▸ **Assignment**: Tally the lines in the listing below that include "actions". Answer with the count and nothing more.
::::
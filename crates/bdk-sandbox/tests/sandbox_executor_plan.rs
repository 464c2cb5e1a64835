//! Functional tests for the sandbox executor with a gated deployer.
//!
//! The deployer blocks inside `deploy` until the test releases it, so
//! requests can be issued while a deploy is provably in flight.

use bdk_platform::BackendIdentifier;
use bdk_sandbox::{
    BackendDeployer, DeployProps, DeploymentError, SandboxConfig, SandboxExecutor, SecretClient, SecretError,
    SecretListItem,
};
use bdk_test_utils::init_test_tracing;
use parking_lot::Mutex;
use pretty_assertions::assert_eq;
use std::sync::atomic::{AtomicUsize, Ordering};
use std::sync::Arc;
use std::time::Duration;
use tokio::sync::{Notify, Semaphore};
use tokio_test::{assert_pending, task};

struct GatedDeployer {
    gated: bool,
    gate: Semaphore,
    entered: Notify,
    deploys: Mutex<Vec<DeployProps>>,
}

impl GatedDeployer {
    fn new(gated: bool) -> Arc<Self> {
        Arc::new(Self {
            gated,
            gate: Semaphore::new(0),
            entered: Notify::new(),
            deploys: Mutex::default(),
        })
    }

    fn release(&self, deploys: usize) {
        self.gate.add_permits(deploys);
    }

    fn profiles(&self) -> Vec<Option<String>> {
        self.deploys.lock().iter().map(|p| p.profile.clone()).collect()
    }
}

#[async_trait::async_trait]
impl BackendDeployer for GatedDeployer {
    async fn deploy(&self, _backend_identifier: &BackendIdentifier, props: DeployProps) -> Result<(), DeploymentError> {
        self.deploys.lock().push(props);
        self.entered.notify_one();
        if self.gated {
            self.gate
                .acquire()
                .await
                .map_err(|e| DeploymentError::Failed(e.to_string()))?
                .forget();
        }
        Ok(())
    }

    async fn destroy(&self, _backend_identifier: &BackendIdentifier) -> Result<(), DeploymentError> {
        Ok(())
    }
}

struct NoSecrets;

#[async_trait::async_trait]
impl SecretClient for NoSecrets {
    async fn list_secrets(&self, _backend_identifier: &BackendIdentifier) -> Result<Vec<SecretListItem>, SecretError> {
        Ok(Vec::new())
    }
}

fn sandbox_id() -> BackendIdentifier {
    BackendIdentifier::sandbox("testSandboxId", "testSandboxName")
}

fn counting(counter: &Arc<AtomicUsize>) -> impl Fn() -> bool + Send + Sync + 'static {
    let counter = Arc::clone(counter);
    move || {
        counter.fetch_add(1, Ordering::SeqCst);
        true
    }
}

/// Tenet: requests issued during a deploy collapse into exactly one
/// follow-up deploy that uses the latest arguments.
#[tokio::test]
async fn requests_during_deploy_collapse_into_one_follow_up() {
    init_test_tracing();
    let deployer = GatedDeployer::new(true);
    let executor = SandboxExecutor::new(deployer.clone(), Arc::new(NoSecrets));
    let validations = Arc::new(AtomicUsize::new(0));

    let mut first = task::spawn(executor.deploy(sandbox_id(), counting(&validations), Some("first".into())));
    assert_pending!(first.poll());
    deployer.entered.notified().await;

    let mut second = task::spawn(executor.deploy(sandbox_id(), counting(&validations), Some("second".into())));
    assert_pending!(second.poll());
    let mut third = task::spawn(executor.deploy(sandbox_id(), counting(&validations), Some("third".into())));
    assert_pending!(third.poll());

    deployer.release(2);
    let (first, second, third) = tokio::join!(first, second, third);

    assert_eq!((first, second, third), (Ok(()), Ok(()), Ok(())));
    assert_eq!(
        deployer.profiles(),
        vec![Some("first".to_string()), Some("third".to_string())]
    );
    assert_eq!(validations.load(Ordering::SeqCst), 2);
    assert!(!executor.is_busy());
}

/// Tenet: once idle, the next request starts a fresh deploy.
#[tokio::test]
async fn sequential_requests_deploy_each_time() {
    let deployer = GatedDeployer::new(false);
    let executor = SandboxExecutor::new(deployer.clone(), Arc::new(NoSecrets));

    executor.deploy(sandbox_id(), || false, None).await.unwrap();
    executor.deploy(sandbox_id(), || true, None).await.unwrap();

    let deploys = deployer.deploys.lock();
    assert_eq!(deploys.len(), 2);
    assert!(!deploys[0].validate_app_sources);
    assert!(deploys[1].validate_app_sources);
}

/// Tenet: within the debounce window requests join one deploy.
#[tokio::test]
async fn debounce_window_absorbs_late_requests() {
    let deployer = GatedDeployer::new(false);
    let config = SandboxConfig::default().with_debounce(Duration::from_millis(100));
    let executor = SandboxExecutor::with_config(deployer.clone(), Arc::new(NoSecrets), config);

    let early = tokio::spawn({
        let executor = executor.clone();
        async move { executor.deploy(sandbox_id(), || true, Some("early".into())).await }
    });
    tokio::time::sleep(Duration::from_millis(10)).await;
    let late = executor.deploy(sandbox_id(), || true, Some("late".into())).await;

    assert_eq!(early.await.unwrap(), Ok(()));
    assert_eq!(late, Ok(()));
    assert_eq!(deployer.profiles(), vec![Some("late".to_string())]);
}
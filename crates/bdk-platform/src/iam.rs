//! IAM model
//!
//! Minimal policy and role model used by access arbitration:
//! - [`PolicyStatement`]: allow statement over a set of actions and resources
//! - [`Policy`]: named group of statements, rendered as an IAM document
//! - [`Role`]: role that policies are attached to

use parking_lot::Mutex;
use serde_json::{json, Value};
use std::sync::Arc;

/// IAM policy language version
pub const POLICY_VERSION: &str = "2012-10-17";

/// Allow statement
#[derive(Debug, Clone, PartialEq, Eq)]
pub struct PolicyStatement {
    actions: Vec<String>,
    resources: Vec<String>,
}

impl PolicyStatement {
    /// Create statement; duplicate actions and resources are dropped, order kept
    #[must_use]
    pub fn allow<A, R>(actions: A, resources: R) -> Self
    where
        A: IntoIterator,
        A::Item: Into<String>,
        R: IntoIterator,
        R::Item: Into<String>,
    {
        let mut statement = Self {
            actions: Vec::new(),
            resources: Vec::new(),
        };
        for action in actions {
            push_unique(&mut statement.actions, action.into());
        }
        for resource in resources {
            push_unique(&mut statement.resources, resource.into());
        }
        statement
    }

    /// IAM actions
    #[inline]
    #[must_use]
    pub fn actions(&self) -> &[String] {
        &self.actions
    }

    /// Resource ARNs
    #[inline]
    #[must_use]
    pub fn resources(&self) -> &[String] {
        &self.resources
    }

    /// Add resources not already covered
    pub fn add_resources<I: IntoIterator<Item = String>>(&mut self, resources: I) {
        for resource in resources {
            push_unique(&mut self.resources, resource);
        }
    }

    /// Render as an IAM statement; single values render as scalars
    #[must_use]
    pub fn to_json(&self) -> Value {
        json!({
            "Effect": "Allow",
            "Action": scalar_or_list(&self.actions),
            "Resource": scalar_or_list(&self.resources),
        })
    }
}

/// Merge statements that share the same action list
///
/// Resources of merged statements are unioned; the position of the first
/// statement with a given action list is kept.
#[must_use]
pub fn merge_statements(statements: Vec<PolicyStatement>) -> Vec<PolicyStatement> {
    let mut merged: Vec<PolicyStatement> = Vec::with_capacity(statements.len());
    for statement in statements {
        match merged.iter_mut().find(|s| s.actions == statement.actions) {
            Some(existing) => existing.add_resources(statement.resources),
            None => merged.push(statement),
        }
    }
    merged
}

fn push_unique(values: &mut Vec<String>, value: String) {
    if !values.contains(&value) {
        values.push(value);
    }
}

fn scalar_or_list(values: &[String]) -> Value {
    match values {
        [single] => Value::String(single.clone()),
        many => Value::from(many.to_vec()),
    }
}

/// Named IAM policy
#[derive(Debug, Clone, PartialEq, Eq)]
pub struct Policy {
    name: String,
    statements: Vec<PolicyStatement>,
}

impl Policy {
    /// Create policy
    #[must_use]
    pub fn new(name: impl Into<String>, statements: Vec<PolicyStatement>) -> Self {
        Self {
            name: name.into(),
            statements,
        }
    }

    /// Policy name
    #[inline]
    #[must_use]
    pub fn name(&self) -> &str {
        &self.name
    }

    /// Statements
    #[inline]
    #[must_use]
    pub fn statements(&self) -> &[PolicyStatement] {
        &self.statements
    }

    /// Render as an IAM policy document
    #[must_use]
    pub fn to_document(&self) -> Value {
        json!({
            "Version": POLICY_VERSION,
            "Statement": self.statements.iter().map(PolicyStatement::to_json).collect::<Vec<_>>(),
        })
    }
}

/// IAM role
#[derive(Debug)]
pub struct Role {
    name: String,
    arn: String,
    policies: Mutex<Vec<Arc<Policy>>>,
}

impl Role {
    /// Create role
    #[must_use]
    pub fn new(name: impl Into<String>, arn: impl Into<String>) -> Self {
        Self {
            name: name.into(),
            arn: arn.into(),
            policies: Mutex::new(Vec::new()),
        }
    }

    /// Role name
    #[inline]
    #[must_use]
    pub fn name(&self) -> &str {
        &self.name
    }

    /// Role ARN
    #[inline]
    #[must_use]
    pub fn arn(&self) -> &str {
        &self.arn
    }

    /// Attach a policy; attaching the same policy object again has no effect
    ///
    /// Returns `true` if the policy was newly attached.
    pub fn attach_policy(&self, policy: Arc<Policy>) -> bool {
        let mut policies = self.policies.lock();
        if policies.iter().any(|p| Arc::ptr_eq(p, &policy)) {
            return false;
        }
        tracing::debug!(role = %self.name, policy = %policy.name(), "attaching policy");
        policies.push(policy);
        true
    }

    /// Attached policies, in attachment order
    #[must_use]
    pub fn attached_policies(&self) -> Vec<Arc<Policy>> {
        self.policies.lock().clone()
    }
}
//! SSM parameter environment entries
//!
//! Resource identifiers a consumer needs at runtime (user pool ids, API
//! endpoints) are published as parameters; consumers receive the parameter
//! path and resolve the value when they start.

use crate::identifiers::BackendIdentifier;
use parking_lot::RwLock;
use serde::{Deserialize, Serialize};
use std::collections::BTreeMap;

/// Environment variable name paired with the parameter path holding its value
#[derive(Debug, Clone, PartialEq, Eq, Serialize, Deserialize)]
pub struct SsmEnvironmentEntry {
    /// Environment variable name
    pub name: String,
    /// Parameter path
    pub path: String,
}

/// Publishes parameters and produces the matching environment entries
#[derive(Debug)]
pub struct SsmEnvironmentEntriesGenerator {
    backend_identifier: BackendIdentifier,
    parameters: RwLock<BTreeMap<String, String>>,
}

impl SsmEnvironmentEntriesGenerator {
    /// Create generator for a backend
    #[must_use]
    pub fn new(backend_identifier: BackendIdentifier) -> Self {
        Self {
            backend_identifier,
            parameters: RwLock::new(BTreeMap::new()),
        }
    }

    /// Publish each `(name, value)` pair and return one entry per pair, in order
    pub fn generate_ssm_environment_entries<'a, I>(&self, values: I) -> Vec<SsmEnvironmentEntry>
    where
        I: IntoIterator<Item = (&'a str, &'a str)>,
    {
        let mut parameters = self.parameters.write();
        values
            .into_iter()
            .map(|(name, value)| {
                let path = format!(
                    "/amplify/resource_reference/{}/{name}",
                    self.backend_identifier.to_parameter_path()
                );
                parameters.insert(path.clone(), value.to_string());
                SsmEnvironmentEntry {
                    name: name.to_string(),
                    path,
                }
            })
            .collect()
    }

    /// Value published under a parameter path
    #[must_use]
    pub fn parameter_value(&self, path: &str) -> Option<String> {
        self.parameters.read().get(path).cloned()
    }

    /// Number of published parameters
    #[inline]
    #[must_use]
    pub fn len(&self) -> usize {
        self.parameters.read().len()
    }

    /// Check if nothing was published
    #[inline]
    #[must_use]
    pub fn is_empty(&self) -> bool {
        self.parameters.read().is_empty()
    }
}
::::
▸ **Problem solution**: 12